Top of GIVEN RECORDS
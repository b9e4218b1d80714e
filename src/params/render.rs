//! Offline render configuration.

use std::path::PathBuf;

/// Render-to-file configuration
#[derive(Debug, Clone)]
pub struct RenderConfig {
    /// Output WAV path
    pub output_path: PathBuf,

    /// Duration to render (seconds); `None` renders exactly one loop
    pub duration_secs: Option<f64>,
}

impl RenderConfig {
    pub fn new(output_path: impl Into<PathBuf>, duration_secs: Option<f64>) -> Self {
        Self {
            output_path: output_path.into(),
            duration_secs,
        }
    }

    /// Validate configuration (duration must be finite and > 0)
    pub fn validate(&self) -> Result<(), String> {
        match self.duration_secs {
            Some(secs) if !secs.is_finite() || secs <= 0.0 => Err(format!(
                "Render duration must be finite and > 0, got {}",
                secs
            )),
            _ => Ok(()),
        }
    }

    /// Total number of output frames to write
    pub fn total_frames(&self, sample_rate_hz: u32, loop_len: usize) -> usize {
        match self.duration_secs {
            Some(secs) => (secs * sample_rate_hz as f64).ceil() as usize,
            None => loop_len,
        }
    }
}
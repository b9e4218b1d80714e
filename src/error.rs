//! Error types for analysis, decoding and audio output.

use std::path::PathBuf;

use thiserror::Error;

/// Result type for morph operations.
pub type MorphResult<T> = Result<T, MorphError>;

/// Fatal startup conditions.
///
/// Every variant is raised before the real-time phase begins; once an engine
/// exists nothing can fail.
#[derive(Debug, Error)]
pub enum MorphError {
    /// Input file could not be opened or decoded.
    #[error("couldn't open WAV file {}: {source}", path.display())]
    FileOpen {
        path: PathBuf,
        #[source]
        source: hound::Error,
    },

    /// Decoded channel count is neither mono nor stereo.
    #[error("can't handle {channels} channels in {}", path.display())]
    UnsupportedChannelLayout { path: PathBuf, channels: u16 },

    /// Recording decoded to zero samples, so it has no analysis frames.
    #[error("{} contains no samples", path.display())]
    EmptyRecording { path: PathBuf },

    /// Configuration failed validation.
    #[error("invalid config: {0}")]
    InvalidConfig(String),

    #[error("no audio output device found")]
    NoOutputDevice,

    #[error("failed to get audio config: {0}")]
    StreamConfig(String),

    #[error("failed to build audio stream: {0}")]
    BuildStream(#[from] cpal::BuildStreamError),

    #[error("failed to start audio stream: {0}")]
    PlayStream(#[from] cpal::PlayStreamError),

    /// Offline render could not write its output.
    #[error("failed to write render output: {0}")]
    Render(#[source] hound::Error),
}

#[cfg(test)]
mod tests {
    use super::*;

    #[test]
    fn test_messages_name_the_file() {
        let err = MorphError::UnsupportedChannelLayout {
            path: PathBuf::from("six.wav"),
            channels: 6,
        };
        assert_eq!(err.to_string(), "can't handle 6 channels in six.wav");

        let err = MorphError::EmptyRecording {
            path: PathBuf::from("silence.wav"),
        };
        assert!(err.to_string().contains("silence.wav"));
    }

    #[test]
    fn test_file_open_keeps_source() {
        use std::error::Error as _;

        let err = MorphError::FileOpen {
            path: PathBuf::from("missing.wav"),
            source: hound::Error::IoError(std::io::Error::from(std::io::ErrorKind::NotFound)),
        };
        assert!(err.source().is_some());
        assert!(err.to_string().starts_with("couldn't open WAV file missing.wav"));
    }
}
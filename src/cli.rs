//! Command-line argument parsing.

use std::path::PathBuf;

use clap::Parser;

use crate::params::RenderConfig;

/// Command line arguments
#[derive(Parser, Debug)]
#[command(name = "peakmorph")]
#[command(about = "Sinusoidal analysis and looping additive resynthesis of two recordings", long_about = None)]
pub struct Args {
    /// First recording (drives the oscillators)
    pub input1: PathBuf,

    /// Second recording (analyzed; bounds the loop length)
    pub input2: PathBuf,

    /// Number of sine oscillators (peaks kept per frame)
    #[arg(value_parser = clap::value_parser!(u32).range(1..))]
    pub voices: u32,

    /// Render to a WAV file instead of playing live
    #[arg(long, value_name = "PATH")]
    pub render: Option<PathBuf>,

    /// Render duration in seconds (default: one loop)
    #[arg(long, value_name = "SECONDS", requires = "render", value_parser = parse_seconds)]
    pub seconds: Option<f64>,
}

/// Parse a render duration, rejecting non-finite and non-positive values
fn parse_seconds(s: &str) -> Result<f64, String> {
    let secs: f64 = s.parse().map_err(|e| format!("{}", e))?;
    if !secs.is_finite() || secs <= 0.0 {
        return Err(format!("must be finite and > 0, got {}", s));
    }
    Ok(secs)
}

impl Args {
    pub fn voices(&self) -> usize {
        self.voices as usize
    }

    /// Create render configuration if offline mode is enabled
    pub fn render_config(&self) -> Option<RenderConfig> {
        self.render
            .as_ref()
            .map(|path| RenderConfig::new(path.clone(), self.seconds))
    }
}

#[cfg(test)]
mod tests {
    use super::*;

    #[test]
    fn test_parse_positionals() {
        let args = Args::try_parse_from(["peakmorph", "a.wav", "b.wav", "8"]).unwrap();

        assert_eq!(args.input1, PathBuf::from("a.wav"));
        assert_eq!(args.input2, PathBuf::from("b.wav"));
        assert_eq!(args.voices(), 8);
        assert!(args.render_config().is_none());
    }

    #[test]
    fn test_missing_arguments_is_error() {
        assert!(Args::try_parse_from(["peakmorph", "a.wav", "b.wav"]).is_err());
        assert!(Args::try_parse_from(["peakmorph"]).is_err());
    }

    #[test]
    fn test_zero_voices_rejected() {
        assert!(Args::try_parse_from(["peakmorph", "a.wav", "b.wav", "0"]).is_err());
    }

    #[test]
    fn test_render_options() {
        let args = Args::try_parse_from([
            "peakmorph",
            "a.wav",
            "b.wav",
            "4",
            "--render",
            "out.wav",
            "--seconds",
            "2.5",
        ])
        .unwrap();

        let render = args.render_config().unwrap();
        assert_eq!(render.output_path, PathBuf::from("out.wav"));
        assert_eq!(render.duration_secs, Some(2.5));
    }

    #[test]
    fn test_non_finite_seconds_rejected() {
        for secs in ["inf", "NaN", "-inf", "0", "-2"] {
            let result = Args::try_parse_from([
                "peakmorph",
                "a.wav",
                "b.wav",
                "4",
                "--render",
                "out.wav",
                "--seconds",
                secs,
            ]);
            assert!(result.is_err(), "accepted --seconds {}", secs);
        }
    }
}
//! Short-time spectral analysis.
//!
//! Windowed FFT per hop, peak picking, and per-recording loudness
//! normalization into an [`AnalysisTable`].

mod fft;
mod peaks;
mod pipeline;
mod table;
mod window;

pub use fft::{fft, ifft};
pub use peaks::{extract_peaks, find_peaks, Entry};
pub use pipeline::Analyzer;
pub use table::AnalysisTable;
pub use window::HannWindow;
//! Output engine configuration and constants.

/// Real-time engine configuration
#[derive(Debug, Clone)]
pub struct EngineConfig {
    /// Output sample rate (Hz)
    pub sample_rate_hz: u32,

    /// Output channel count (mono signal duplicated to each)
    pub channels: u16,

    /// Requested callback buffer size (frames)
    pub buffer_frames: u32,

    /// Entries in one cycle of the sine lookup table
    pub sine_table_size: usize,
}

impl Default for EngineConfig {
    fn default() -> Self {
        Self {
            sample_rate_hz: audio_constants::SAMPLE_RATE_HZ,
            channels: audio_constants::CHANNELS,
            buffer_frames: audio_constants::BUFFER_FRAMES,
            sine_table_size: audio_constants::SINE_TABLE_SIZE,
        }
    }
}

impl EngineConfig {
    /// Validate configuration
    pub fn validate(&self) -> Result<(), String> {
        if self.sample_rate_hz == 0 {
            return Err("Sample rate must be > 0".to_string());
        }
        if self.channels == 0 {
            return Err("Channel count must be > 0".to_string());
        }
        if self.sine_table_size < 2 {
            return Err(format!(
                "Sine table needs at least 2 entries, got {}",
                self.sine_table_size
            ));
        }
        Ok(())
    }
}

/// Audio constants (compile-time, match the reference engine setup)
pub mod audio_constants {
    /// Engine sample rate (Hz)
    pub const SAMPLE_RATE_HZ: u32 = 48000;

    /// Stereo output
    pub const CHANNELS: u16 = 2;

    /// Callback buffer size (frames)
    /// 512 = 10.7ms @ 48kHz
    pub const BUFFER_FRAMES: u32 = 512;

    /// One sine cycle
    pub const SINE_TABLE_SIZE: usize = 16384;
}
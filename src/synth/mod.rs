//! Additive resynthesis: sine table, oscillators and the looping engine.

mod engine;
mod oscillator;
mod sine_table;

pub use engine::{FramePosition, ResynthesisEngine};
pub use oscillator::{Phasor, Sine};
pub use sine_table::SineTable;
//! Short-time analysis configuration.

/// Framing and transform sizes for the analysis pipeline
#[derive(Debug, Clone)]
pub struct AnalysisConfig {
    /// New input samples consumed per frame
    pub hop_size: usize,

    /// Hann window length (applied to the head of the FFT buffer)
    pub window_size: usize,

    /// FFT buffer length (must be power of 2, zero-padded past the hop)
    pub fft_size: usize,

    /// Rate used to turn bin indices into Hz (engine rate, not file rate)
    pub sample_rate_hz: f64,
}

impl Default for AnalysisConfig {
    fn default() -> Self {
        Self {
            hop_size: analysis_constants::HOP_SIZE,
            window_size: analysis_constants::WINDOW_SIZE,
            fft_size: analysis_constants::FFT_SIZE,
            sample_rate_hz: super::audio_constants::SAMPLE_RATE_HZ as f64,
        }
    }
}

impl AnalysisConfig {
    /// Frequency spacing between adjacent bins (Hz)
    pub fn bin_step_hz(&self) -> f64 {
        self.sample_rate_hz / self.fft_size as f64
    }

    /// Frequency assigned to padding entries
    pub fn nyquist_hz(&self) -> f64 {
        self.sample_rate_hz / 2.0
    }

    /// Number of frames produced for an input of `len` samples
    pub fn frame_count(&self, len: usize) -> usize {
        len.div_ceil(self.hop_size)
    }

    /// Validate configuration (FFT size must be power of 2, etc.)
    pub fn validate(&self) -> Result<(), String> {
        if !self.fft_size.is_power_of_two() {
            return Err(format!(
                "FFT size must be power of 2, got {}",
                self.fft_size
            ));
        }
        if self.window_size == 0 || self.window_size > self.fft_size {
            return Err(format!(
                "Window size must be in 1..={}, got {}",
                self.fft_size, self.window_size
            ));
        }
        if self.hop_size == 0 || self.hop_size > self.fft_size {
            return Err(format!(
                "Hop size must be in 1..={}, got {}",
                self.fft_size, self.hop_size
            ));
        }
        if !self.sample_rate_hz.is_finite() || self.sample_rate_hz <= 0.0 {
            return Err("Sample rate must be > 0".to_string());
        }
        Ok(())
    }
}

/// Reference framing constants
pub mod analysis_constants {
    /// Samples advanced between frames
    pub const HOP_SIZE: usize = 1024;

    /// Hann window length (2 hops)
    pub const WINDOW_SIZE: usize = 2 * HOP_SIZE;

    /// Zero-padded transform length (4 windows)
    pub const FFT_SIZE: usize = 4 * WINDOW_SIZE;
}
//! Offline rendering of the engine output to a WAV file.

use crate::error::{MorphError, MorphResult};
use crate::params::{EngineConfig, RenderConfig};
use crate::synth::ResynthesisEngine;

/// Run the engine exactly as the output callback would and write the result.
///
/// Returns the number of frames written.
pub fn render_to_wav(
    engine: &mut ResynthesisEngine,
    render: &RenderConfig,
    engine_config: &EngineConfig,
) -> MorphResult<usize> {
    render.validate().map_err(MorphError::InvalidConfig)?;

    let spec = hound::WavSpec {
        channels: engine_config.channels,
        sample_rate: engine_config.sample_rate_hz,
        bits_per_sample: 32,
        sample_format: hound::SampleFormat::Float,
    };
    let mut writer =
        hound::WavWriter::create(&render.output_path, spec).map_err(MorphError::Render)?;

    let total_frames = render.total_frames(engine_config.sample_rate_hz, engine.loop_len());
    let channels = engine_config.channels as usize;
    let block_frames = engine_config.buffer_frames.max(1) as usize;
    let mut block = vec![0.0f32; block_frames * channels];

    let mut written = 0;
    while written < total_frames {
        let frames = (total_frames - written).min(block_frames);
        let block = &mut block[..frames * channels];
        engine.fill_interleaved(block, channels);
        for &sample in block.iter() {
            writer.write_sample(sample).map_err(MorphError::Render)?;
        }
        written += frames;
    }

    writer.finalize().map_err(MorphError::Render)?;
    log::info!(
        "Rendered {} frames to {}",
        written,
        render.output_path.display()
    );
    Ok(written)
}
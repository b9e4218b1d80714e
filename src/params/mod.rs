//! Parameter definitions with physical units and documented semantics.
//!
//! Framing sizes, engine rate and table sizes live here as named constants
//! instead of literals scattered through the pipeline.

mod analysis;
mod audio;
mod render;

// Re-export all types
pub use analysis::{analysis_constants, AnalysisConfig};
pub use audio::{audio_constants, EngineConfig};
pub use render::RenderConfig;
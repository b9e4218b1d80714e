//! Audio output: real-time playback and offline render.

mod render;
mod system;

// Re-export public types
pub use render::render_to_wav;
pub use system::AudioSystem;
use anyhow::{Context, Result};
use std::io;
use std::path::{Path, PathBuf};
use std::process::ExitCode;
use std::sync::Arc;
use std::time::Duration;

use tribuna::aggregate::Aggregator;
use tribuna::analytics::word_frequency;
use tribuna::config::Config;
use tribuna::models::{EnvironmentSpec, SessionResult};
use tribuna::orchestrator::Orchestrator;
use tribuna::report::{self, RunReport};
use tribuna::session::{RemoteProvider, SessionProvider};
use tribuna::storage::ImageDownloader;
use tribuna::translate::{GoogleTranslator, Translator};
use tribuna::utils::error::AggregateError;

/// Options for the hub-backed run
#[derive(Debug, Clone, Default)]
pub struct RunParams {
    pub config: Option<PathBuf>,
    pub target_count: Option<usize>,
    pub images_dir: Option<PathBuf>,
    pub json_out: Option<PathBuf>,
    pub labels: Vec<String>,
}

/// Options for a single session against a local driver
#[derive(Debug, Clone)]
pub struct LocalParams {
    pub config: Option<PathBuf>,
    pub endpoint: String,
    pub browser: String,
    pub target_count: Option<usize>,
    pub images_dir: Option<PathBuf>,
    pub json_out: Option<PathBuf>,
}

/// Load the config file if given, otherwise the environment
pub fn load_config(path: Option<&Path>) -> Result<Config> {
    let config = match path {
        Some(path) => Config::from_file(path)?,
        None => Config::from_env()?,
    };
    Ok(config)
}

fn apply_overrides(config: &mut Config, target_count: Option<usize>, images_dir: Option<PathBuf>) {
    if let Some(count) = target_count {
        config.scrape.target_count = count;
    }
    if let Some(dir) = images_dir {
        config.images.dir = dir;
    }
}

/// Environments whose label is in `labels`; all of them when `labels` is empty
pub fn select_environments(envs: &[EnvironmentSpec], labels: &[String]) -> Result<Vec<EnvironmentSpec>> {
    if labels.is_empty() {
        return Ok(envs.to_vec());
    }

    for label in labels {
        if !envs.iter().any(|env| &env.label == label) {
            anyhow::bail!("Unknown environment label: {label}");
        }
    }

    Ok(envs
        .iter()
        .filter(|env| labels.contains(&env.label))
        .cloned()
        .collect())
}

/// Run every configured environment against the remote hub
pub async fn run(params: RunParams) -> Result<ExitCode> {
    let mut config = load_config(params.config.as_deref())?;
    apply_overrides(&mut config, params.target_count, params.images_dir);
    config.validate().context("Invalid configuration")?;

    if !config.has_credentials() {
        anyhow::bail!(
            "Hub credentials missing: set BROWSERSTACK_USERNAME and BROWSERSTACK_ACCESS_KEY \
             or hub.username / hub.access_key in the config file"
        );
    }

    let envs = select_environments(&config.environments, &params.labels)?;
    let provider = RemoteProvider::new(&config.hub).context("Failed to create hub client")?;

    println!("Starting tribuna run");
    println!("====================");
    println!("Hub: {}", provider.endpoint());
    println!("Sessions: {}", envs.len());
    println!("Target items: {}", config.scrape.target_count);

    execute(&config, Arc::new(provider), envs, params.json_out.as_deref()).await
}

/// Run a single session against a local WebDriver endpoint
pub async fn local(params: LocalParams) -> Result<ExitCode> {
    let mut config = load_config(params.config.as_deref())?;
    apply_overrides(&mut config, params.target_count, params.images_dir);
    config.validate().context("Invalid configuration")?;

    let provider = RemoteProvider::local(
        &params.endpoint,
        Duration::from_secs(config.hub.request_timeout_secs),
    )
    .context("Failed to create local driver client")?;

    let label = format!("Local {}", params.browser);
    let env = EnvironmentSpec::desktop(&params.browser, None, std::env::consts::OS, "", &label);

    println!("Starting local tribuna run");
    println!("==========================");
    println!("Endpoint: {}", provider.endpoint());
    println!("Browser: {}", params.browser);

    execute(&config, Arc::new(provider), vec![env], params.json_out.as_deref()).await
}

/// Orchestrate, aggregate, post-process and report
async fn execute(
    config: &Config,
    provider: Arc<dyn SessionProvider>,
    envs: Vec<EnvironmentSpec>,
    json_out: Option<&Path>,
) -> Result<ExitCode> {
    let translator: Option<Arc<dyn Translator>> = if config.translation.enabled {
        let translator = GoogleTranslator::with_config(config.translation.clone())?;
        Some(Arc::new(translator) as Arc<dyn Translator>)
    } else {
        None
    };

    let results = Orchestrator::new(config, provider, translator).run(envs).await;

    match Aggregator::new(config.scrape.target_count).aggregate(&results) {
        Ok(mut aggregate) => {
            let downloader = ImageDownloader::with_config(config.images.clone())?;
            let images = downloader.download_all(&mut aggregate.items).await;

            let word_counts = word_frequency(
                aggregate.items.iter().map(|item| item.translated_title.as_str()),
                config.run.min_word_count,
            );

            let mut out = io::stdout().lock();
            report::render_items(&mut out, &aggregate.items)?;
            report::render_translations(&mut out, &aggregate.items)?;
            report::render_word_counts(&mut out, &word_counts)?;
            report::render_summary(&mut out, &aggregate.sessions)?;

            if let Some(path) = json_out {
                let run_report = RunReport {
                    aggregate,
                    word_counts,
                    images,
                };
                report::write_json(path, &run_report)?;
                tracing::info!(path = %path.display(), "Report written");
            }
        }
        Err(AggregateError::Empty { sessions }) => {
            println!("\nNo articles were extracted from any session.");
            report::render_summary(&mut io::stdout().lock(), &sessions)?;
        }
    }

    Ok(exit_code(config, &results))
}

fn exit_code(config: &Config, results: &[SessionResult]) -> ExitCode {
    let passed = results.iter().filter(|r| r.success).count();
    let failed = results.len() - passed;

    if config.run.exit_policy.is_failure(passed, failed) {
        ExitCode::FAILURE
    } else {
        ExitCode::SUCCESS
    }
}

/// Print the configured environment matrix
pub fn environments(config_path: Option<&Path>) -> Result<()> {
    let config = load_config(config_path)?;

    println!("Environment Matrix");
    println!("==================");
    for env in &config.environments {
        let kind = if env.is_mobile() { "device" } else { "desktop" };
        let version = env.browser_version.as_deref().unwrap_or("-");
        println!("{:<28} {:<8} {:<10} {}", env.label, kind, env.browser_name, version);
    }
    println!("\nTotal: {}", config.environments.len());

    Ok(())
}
Bottom of GIVEN RECORDS
* _INSTRUCTIONS FOR THE TASK_
Take each line above that contains "labels" and copy it out.

* _FINAL ANSWER_
    pub labels: Vec<String>,
/// Environments whose label is in `labels`; all of them when `labels` is empty
pub fn select_environments(envs: &[EnvironmentSpec], labels: &[String]) -> Result<Vec<EnvironmentSpec>> {
    if labels.is_empty() {
    for label in labels {
        .filter(|env| labels.contains(&env.label))
    let envs = select_environments(&config.environments, &params.labels)?;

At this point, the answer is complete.